On 9 and 10th May thousands of people around the world took part in World Migratory Bird Day (WMBD). The theme “Barriers to Migration” aimed to highlight the effects that man made structures such as power lines, tall buildings, wind turbines and communication masts can have on migratory birds.
During migration birds face a number of natural barriers such as tall mountains, seas, and deserts. In addition man-made structures are adding additional risks to their journey. As well as blocking the natural migration route for the birds, collisions with these structures are responsible for the deaths of millions of birds each year.
“Hundreds and thousands of migratory birds, including many that are protected under international wildlife treaties such as the African-Eurasian Migratory Waterbird Agreement (AEWA), are killed in growing numbers by man-made barriers.
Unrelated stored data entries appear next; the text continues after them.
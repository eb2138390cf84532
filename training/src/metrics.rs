//! Evaluation metrics for the downstream classifier.
//!
//! Computes confusion-matrix-derived metrics from predicted and ground-truth
//! labels. Class 0 = normal, class 1 = spoofing (positive).

use arpguard_core::{ArpGuardError, Result};
use serde::{Deserialize, Serialize};

/// 2×2 confusion matrix: rows = actual {0, 1}, columns = predicted {0, 1}.
#[derive(Debug, Clone, Copy, Default, PartialEq, Eq, Serialize, Deserialize)]
pub struct ConfusionMatrix(pub [[usize; 2]; 2]);

impl ConfusionMatrix {
    /// Record one prediction.
    pub fn record(&mut self, actual: u8, predicted: u8) {
        let (a, p) = (usize::from(actual.min(1)), usize::from(predicted.min(1)));
        self.0[a][p] += 1;
    }

    pub fn tn(&self) -> usize {
        self.0[0][0]
    }

    pub fn fp(&self) -> usize {
        self.0[0][1]
    }

    pub fn fn_(&self) -> usize {
        self.0[1][0]
    }

    pub fn tp(&self) -> usize {
        self.0[1][1]
    }

    /// Total number of samples.
    pub fn total(&self) -> usize {
        self.0.iter().flatten().sum()
    }
}

/// Binary classification metrics computed from a confusion matrix.
#[derive(Debug, Clone, PartialEq, Serialize, Deserialize)]
pub struct EvaluationMetrics {
    pub accuracy: f64,
    pub precision: f64,
    pub recall: f64,
    pub f1: f64,
    /// False positive rate = FP / (FP + TN).
    pub fpr: f64,
    /// Actual sample count per class `[normal, spoofing]`.
    pub support: [usize; 2],
    pub confusion_matrix: ConfusionMatrix,
}

impl EvaluationMetrics {
    /// Compute all metrics from a confusion matrix; zero divisions yield 0.
    pub fn from_confusion_matrix(cm: ConfusionMatrix) -> Self {
        let (tp, fp, tn, fn_count) = (cm.tp(), cm.fp(), cm.tn(), cm.fn_());

        let total = cm.total() as f64;
        let accuracy = if total > 0.0 {
            (tp + tn) as f64 / total
        } else {
            0.0
        };

        let precision = if tp + fp > 0 {
            tp as f64 / (tp + fp) as f64
        } else {
            0.0
        };

        let recall = if tp + fn_count > 0 {
            tp as f64 / (tp + fn_count) as f64
        } else {
            0.0
        };

        let f1 = if precision + recall > 0.0 {
            2.0 * precision * recall / (precision + recall)
        } else {
            0.0
        };

        let fpr = if fp + tn > 0 {
            fp as f64 / (fp + tn) as f64
        } else {
            0.0
        };

        Self {
            accuracy,
            precision,
            recall,
            f1,
            fpr,
            support: [tn + fp, tp + fn_count],
            confusion_matrix: cm,
        }
    }
}

/// Compute evaluation metrics from predicted and ground-truth labels.
///
/// # Errors
///
/// Returns [`ArpGuardError::Training`] if the two slices differ in length.
pub fn compute_metrics(predictions: &[u8], labels: &[u8]) -> Result<EvaluationMetrics> {
    if predictions.len() != labels.len() {
        return Err(ArpGuardError::Training(format!(
            "{} predictions but {} labels",
            predictions.len(),
            labels.len()
        )));
    }

    let mut cm = ConfusionMatrix::default();
    for (&pred, &label) in predictions.iter().zip(labels.iter()) {
        cm.record(label, pred);
    }
    Ok(EvaluationMetrics::from_confusion_matrix(cm))
}

impl std::fmt::Display for EvaluationMetrics {
    fn fmt(&self, f: &mut std::fmt::Formatter<'_>) -> std::fmt::Result {
        let cm = &self.confusion_matrix;
        write!(
            f,
            "acc={:.4} prec={:.4} rec={:.4} f1={:.4} fpr={:.4} (tp={} fp={} tn={} fn={})",
            self.accuracy,
            self.precision,
            self.recall,
            self.f1,
            self.fpr,
            cm.tp(),
            cm.fp(),
            cm.tn(),
            cm.fn_(),
        )
    }
}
Some of these cases could quite easily be avoided by introducing technical measures for reducing this often avoidable cause of destruction” said Bert Lenten, Executive Secretary of AEWA and initiator of the World Migratory Bird Day campaign.
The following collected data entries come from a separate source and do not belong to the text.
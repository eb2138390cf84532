//! Feature pipeline, masking sampler, and representation model for ArpGuard
//!
//! This crate turns raw ARP packet records into fixed-width feature vectors,
//! draws masked views of those vectors for the pretext task, and holds the
//! shared encoder with its reconstruction and classification heads.
//!
//! # Modules
//!
//! - [`features`]: pooled-fit / per-split-apply tabular transform
//! - [`masking`]: masked-feature sampling
//! - [`model`]: encoder plus pretext and downstream heads
//! - [`device`]: compute device selection

pub mod device;
pub mod features;
pub mod masking;
pub mod model;

pub use device::select_device;
pub use features::{FeaturePipeline, FeatureVector, TransformState};
pub use masking::{MaskedExample, MaskingSampler};
pub use model::{ForwardMode, RepresentationModel, NUM_CLASSES};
Over 40% of long-distance migrants in the African-Eurasian flyway have shown signs of decline over the last three decades. Of these 10% are classified by BirdLife as globally Threatened or Near Threatened on the IUCN Red List. Many of these birds are continuing to disappear.
The BirdLife Partnership is extremely well placed to undertake action for migratory birds. There are BirdLife network organisations in more than 70 countries along the African-Eurasian flyway, and they are working together to raise awareness about migratory birds and implement conservation projects.
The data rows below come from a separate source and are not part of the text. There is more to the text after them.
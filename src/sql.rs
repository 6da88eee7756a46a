// 🧾 SQL Sink - Plans as INSERT statements, and back again
// Categories resolve through a subquery on plan_categories by code

use crate::db::{get_all_plans, setup_database};
use crate::extractor::PlanRecord;
use anyhow::{Context, Result};
use rusqlite::Connection;

const INSERT_PREFIX: &str = "INSERT INTO plans (category_id, name, code, alpha_code, description, price, technology, installation_0m, installation_12m, installation_24m, activation_0m, activation_12m, activation_24m, penalty, is_active)";

// ============================================================================
// RENDERING
// ============================================================================

#[derive(Debug, Clone, Copy)]
pub struct ScriptOptions {
    /// Start the script with `DELETE FROM plans;`
    pub replace: bool,
}

impl Default for ScriptOptions {
    fn default() -> Self {
        ScriptOptions { replace: true }
    }
}

/// Quote a text literal, doubling single quotes
pub fn quote(text: &str) -> String {
    format!("'{}'", text.replace('\'', "''"))
}

/// Shortest representation that parses back to the same f64
fn number(value: f64) -> String {
    if value.is_finite() {
        value.to_string()
    } else {
        "0".to_string()
    }
}

pub fn render_insert(plan: &PlanRecord) -> String {
    format!(
        "{}\nVALUES ((SELECT id FROM plan_categories WHERE code = {}), {}, {}, {}, {}, {}, {}, {}, {}, {}, {}, {}, {}, {}, true);\n",
        INSERT_PREFIX,
        quote(&plan.category),
        quote(&plan.display_name()),
        quote(&plan.code),
        quote(&plan.alfa_code),
        quote(&plan.description),
        number(plan.price),
        quote(plan.technology.as_str()),
        number(plan.inst_0m),
        number(plan.inst_12m),
        number(plan.inst_24m),
        number(plan.act_0m),
        number(plan.act_12m),
        number(plan.act_24m),
        number(plan.penalty),
    )
}

pub fn render_script(plans: &[PlanRecord], options: ScriptOptions) -> String {
    let mut sql = String::new();

    if options.replace {
        sql.push_str("-- Replace existing plans\nDELETE FROM plans;\n\n");
    }
    sql.push_str("-- Insert plans\n");

    for plan in plans {
        sql.push_str(&render_insert(plan));
    }

    sql
}

// ============================================================================
// READING BACK
// ============================================================================

/// Read a script produced by `render_script` back into plan records.
///
/// The script runs against a fresh in-memory catalog, so SQLite itself parses
/// the literals and resolves the category subqueries.
pub fn read_script(script: &str) -> Result<Vec<PlanRecord>> {
    let conn = Connection::open_in_memory().context("Failed to open scratch database")?;
    setup_database(&conn)?;

    conn.execute_batch(script)
        .context("SQL script does not run against the plans schema")?;

    get_all_plans(&conn)
}

// ============================================================================
// TESTS
// ============================================================================

#[cfg(test)]
mod tests {
    use super::*;
    use crate::extractor::Technology;
    use pretty_assertions::assert_eq;

    fn sample_plan(code: &str, description: &str) -> PlanRecord {
        PlanRecord {
            code: code.to_string(),
            description: description.to_string(),
            price: 1499.99,
            alfa_code: "ALFA1".to_string(),
            category: "3PLAY".to_string(),
            technology: Technology::Gpon,
            inst_0m: 0.1,
            inst_12m: 49.95,
            inst_24m: 0.0,
            act_0m: 25.0,
            act_12m: 12.345678901234567,
            act_24m: 0.0,
            penalty: 300.0,
        }
    }

    #[test]
    fn test_quote_escapes_single_quotes() {
        assert_eq!(quote("O'Neill's"), "'O''Neill''s'");
        assert_eq!(quote(""), "''");
    }

    #[test]
    fn test_render_insert_shape() {
        let sql = render_insert(&sample_plan("GPO-01", "3PLAY BANDA ANCHA"));

        assert!(sql.starts_with(INSERT_PREFIX));
        assert!(sql.contains("(SELECT id FROM plan_categories WHERE code = '3PLAY')"));
        assert!(sql.contains("'GPO-01'"));
        assert!(sql.contains(", 1499.99, 'GPON', 0.1, 49.95, 0, 25,"));
        assert!(sql.trim_end().ends_with("true);"));
        assert!(!sql.contains("NULL"));
    }

    #[test]
    fn test_script_header() {
        let plans = vec![sample_plan("A01", "x")];
        let replace = render_script(&plans, ScriptOptions::default());
        let append = render_script(&plans, ScriptOptions { replace: false });

        assert!(replace.contains("DELETE FROM plans;"));
        assert!(!append.contains("DELETE FROM plans;"));
    }

    #[test]
    fn test_round_trip_is_exact() {
        let plans = vec![
            sample_plan("GPO-01", "3PLAY BANDA ANCHA"),
            sample_plan("Q01", "Plan 'Oro' -- con; comentarios"),
            PlanRecord {
                price: 0.3 - 0.1,
                category: "MOVIL".to_string(),
                technology: Technology::General,
                ..sample_plan("N01", "Línea móvil ñ")
            },
        ];

        let script = render_script(&plans, ScriptOptions::default());
        let read_back = read_script(&script).unwrap();

        assert_eq!(read_back, plans);
        for (a, b) in read_back.iter().zip(&plans) {
            for (x, y) in a.numeric_fields().iter().zip(b.numeric_fields().iter()) {
                assert_eq!(x.to_bits(), y.to_bits());
            }
        }
    }

    #[test]
    fn test_empty_description_uses_code_as_name() {
        let sql = render_insert(&sample_plan("E01", ""));
        assert!(sql.contains("'Plan E01'"));
        assert_eq!(read_script(&sql).unwrap()[0].description, "");
    }

    #[test]
    fn test_read_rejects_unterminated_string() {
        let sql = render_insert(&sample_plan("A01", "x"));
        let broken = sql.replace("'ALFA1'", "'ALFA1");
        assert!(read_script(&broken).is_err());
    }

    #[test]
    fn test_read_rejects_wrong_arity() {
        let sql = "INSERT INTO plans (code) VALUES ('A01', 1);";
        assert!(read_script(sql).is_err());
    }

    #[test]
    fn test_read_rejects_unknown_category() {
        let sql = render_insert(&PlanRecord {
            category: "NO_EXISTE".to_string(),
            ..sample_plan("X99", "x")
        });
        assert!(read_script(&sql).is_err());
    }
}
Action plans have been prepared for a number of soaring birds which use the African-Eurasian flyway – such as Northern Bald Ibis and Lesser Kestrel - and these are being widely implemented by BirdLife Partners in collaboration with governments
All BirdLife flyways work can be viewed at http://www.birdlife.org/flyways/index.html.
World Migratory Bird Day is organised by the African-Eurasian Migratory Waterbird Agreement (AEWA) and the Convention on Migratory Species (CMS) – two international wildlife treaties administered by the United Nations Environment Programme (UNEP) and other partners.